The origin of the gamma-ray emission from Active Galactic Nucleii (AGNs) is poorly understood. Indeed the possibility of direct visualisation of this process to understand what is going on was one of the incentives for the studies presented here.

For Seyferts, it is generally accepted that the emission at a few hundred keV arises from Comptonisation of soft photons, but whether the Comptonising electrons are thermal or non-thermal, and to some extent the size of the region in which the Comptonisation occurs, is less certain. Several characteristic scales can be recognised:

• The event horizon $R_{\rm H} =0.5-1 \,R_{\rm S}$, depending on the spin, where $R_{\rm S}$ is the Schwarzschild radius of the black hole.
• The inner radius of the accretion disk, which can be supposed to be equal to the radius of the innermost stable orbit - between 3 $R_{\rm S}$ for a non-rotating (Schwarzschild) Black Hole and 0.62$R_{\rm S}$ for a maximally rotating Kerr Black Hole.
• The size of the shadow of the black hole defined by the apparent size of the boundary between the regions of a source behind the black hole which can reach the observer and those that cannot.

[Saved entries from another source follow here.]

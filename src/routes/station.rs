use axum::{
    Json, Router,
    extract::{Path, State},
    routing::post,
};
use axum_valid::Valid;

use crate::{
    dto::{
        common::ActionResponse,
        station::{
            ClearTextRequest, FinishStoryRequest, LoginRequest, LogoutRequest, SubmitTextRequest,
        },
    },
    error::AppError,
    services::turn_service,
    state::{SharedState, coordinator::StationCommand},
};

/// Routes carrying station commands into the coordinator.
pub fn router() -> Router<SharedState> {
    Router::new()
        .route("/stations/{id}/participate", post(participate))
        .route("/stations/{id}/login", post(login))
        .route("/stations/{id}/login/cancel", post(cancel_login))
        .route("/stations/{id}/submit", post(submit_text))
        .route("/stations/{id}/skip", post(skip_turn))
        .route("/stations/{id}/clear", post(clear_text))
        .route("/stations/{id}/finish", post(finish_story))
        .route("/stations/{id}/logout", post(logout))
}

#[utoipa::path(
    post,
    path = "/stations/{id}/participate",
    tag = "station",
    params(("id" = String, Path, description = "Station identifier")),
    responses(
        (status = 200, description = "Queued for a turn", body = ActionResponse),
        (status = 409, description = "Already queued")
    )
)]
/// Ask for a writing turn on behalf of a station.
pub async fn participate(
    State(state): State<SharedState>,
    Path(id): Path<String>,
) -> Result<Json<ActionResponse>, AppError> {
    let warnings = turn_service::dispatch(&state, StationCommand::Participate { station: id })
        .await
        .map_err(AppError::from)?;
    Ok(Json(ActionResponse::new("queued", warnings)))
}

#[utoipa::path(
    post,
    path = "/stations/{id}/login",
    tag = "station",
    params(("id" = String, Path, description = "Station identifier")),
    request_body = LoginRequest,
    responses(
        (status = 200, description = "Logged in", body = ActionResponse),
        (status = 401, description = "Credential rejected")
    )
)]
/// Resolve a pending login, as a guest or with stored credentials.
pub async fn login(
    State(state): State<SharedState>,
    Path(id): Path<String>,
    Valid(Json(payload)): Valid<Json<LoginRequest>>,
) -> Result<Json<ActionResponse>, AppError> {
    let warnings = turn_service::login(&state, id, payload)
        .await
        .map_err(AppError::from)?;
    Ok(Json(ActionResponse::new("logged in", warnings)))
}

#[utoipa::path(
    post,
    path = "/stations/{id}/login/cancel",
    tag = "station",
    params(("id" = String, Path, description = "Station identifier")),
    responses((status = 200, description = "Login dismissed", body = ActionResponse))
)]
/// Dismiss a pending login prompt, leaving the queue.
pub async fn cancel_login(
    State(state): State<SharedState>,
    Path(id): Path<String>,
) -> Result<Json<ActionResponse>, AppError> {
    let warnings = turn_service::dispatch(&state, StationCommand::CancelLogin { station: id })
        .await
        .map_err(AppError::from)?;
    Ok(Json(ActionResponse::new("login cancelled", warnings)))
}

#[utoipa::path(
    post,
    path = "/stations/{id}/submit",
    tag = "station",
    params(("id" = String, Path, description = "Station identifier")),
    request_body = SubmitTextRequest,
    responses(
        (status = 200, description = "Contribution accepted", body = ActionResponse),
        (status = 409, description = "Station does not hold the writing turn")
    )
)]
/// Submit the turn's text to the shared story.
pub async fn submit_text(
    State(state): State<SharedState>,
    Path(id): Path<String>,
    Valid(Json(payload)): Valid<Json<SubmitTextRequest>>,
) -> Result<Json<ActionResponse>, AppError> {
    let warnings = turn_service::dispatch(
        &state,
        StationCommand::SubmitText {
            station: id,
            text: payload.text,
        },
    )
    .await
    .map_err(AppError::from)?;
    Ok(Json(ActionResponse::new("submitted", warnings)))
}

#[utoipa::path(
    post,
    path = "/stations/{id}/skip",
    tag = "station",
    params(("id" = String, Path, description = "Station identifier")),
    responses(
        (status = 200, description = "Turn skipped", body = ActionResponse),
        (status = 409, description = "Station does not hold the writing turn")
    )
)]
/// Give up the writing turn without contributing.
pub async fn skip_turn(
    State(state): State<SharedState>,
    Path(id): Path<String>,
) -> Result<Json<ActionResponse>, AppError> {
    let warnings = turn_service::dispatch(&state, StationCommand::SkipTurn { station: id })
        .await
        .map_err(AppError::from)?;
    Ok(Json(ActionResponse::new("turn skipped", warnings)))
}

#[utoipa::path(
    post,
    path = "/stations/{id}/clear",
    tag = "station",
    params(("id" = String, Path, description = "Station identifier")),
    request_body = ClearTextRequest,
    responses((status = 200, description = "Draft discarded", body = ActionResponse))
)]
/// Record a discarded draft against the station's trashed counter.
pub async fn clear_text(
    State(state): State<SharedState>,
    Path(id): Path<String>,
    Valid(Json(payload)): Valid<Json<ClearTextRequest>>,
) -> Result<Json<ActionResponse>, AppError> {
    let warnings = turn_service::dispatch(
        &state,
        StationCommand::ClearText {
            station: id,
            discarded: payload.text,
        },
    )
    .await
    .map_err(AppError::from)?;
    Ok(Json(ActionResponse::new("text cleared", warnings)))
}

#[utoipa::path(
    post,
    path = "/stations/{id}/finish",
    tag = "station",
    params(("id" = String, Path, description = "Station identifier")),
    request_body = FinishStoryRequest,
    responses(
        (status = 200, description = "Story finished", body = ActionResponse),
        (status = 409, description = "Station does not hold the writing turn")
    )
)]
/// Close the active story with a final contribution.
pub async fn finish_story(
    State(state): State<SharedState>,
    Path(id): Path<String>,
    Valid(Json(payload)): Valid<Json<FinishStoryRequest>>,
) -> Result<Json<ActionResponse>, AppError> {
    let warnings = turn_service::dispatch(
        &state,
        StationCommand::FinishStory {
            station: id,
            text: payload.text,
        },
    )
    .await
    .map_err(AppError::from)?;
    Ok(Json(ActionResponse::new("story finished", warnings)))
}

#[utoipa::path(
    post,
    path = "/stations/{id}/logout",
    tag = "station",
    params(("id" = String, Path, description = "Station identifier")),
    request_body = LogoutRequest,
    responses((status = 200, description = "Logged out", body = ActionResponse))
)]
/// Log the station's user out, persisting any unsaved draft first.
pub async fn logout(
    State(state): State<SharedState>,
    Path(id): Path<String>,
    Valid(Json(payload)): Valid<Json<LogoutRequest>>,
) -> Result<Json<ActionResponse>, AppError> {
    let warnings = turn_service::dispatch(
        &state,
        StationCommand::Logout {
            station: id,
            text: payload.text,
        },
    )
    .await
    .map_err(AppError::from)?;
    Ok(Json(ActionResponse::new("logged out", warnings)))
}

For a Schwarzschild Black Hole this is 5.2$R_{\rm S}$ (Falcke et al. 2000).
• The outer radius of the accretion disk, which is probably an order of magnitude greater than its inner radius.

Where jets are involved, the gamma-ray emitting region could be on the same size scale as the accretion disk or could be much larger.

Thus the resolution needed to study such systems is likely to be from one to a fews tens of Schwarzschild radii.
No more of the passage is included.